Exercise requirements -
Which lines in the records below contain the word "TypedValidator"? Report each of them.

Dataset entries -
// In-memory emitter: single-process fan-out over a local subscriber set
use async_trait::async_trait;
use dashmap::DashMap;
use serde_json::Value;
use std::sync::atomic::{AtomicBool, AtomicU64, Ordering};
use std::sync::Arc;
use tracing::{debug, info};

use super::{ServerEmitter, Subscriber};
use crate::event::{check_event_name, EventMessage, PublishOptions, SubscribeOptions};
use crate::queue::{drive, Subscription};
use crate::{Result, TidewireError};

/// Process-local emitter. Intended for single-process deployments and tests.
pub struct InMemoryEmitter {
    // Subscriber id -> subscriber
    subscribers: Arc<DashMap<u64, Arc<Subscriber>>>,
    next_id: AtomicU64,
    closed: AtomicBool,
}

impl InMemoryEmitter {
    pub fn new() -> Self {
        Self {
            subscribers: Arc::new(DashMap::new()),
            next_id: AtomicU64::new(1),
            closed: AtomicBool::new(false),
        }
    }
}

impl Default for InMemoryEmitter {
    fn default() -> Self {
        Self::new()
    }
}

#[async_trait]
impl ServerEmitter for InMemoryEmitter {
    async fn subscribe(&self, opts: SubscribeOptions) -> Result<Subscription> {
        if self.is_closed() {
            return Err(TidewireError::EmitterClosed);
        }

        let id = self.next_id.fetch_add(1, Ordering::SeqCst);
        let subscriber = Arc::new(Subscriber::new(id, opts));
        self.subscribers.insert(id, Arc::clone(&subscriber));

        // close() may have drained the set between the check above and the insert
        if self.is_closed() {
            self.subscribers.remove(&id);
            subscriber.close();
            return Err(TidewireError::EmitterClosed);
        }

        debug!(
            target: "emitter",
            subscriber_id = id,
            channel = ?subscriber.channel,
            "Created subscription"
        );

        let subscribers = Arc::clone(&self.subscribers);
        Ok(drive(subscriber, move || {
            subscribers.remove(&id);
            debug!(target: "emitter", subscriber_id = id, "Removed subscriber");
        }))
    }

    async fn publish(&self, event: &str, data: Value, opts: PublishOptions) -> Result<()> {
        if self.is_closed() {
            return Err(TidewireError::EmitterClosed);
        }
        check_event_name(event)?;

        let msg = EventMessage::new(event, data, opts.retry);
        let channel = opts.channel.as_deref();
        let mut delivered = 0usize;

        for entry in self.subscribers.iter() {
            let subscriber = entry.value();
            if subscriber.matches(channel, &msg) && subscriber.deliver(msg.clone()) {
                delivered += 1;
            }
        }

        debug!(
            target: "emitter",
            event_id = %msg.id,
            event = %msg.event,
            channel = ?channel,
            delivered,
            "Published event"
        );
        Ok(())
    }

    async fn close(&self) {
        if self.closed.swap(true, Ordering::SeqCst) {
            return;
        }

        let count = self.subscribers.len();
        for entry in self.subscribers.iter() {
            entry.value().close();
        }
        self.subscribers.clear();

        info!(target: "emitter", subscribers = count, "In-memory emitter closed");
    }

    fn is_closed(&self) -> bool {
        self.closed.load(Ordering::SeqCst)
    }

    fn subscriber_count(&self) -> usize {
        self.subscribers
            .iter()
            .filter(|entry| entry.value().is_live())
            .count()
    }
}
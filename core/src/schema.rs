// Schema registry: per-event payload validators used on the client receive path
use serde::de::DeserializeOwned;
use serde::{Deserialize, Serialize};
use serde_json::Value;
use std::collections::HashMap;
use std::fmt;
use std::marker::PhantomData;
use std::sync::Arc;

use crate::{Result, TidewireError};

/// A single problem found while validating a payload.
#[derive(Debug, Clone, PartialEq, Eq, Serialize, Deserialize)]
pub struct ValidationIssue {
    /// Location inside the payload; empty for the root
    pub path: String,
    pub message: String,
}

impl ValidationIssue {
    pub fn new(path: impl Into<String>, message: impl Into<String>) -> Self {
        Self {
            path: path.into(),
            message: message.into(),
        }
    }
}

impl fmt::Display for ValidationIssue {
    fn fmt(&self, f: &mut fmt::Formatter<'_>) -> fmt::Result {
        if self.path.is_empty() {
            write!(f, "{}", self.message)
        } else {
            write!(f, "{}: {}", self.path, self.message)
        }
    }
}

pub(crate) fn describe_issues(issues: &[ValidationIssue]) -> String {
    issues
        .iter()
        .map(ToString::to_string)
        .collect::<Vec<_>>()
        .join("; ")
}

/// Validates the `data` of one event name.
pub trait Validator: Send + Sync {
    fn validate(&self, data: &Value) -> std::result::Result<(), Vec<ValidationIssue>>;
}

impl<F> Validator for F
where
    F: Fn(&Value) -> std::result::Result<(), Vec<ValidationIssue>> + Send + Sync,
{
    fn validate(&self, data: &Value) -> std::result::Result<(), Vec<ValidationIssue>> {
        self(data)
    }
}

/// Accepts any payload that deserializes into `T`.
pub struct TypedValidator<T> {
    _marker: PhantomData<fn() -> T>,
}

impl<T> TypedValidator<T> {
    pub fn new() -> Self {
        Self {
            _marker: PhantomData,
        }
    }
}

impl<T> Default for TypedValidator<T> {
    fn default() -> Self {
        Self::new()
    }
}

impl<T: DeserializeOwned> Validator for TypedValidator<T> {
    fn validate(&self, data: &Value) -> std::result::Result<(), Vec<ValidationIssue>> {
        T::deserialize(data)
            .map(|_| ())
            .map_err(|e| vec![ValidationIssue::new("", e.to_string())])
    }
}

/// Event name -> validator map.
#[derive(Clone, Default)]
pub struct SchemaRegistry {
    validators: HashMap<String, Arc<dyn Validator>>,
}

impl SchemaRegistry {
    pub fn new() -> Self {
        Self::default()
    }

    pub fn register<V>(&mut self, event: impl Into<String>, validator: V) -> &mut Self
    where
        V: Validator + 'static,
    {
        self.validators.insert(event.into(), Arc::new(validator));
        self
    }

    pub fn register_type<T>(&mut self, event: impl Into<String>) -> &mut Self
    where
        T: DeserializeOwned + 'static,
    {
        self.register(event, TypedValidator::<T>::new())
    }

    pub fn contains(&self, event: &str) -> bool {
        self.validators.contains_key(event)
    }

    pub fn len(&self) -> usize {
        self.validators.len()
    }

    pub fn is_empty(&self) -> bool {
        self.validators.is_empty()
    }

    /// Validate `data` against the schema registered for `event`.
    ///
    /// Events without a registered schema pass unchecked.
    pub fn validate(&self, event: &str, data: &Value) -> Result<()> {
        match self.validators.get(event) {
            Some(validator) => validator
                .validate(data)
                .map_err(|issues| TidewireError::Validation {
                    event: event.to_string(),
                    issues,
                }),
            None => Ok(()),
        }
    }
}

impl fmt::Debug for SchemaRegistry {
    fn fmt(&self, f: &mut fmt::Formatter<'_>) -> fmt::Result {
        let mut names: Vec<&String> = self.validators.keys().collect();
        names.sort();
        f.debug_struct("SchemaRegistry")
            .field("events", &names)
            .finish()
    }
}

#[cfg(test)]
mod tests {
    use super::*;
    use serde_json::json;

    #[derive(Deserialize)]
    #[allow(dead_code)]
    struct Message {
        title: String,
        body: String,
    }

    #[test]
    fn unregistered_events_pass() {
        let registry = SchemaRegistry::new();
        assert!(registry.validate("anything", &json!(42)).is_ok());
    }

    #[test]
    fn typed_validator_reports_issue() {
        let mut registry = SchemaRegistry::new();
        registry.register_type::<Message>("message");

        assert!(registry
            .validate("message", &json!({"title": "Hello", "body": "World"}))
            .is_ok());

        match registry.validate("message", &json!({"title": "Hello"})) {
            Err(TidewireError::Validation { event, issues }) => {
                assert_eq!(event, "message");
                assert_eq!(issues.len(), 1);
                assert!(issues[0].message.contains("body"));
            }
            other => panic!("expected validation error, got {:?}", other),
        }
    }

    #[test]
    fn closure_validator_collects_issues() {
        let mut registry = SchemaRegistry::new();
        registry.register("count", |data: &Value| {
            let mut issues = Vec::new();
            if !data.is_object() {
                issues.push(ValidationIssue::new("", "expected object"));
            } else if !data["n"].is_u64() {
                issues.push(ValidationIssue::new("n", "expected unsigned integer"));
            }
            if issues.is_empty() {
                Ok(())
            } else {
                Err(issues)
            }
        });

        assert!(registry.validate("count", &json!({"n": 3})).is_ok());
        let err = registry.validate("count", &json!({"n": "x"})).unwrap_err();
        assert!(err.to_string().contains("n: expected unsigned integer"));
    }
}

Output of the task -
pub struct TypedValidator<T> {
impl<T> TypedValidator<T> {
impl<T> Default for TypedValidator<T> {
impl<T: DeserializeOwned> Validator for TypedValidator<T> {
        self.register(event, TypedValidator::<T>::new())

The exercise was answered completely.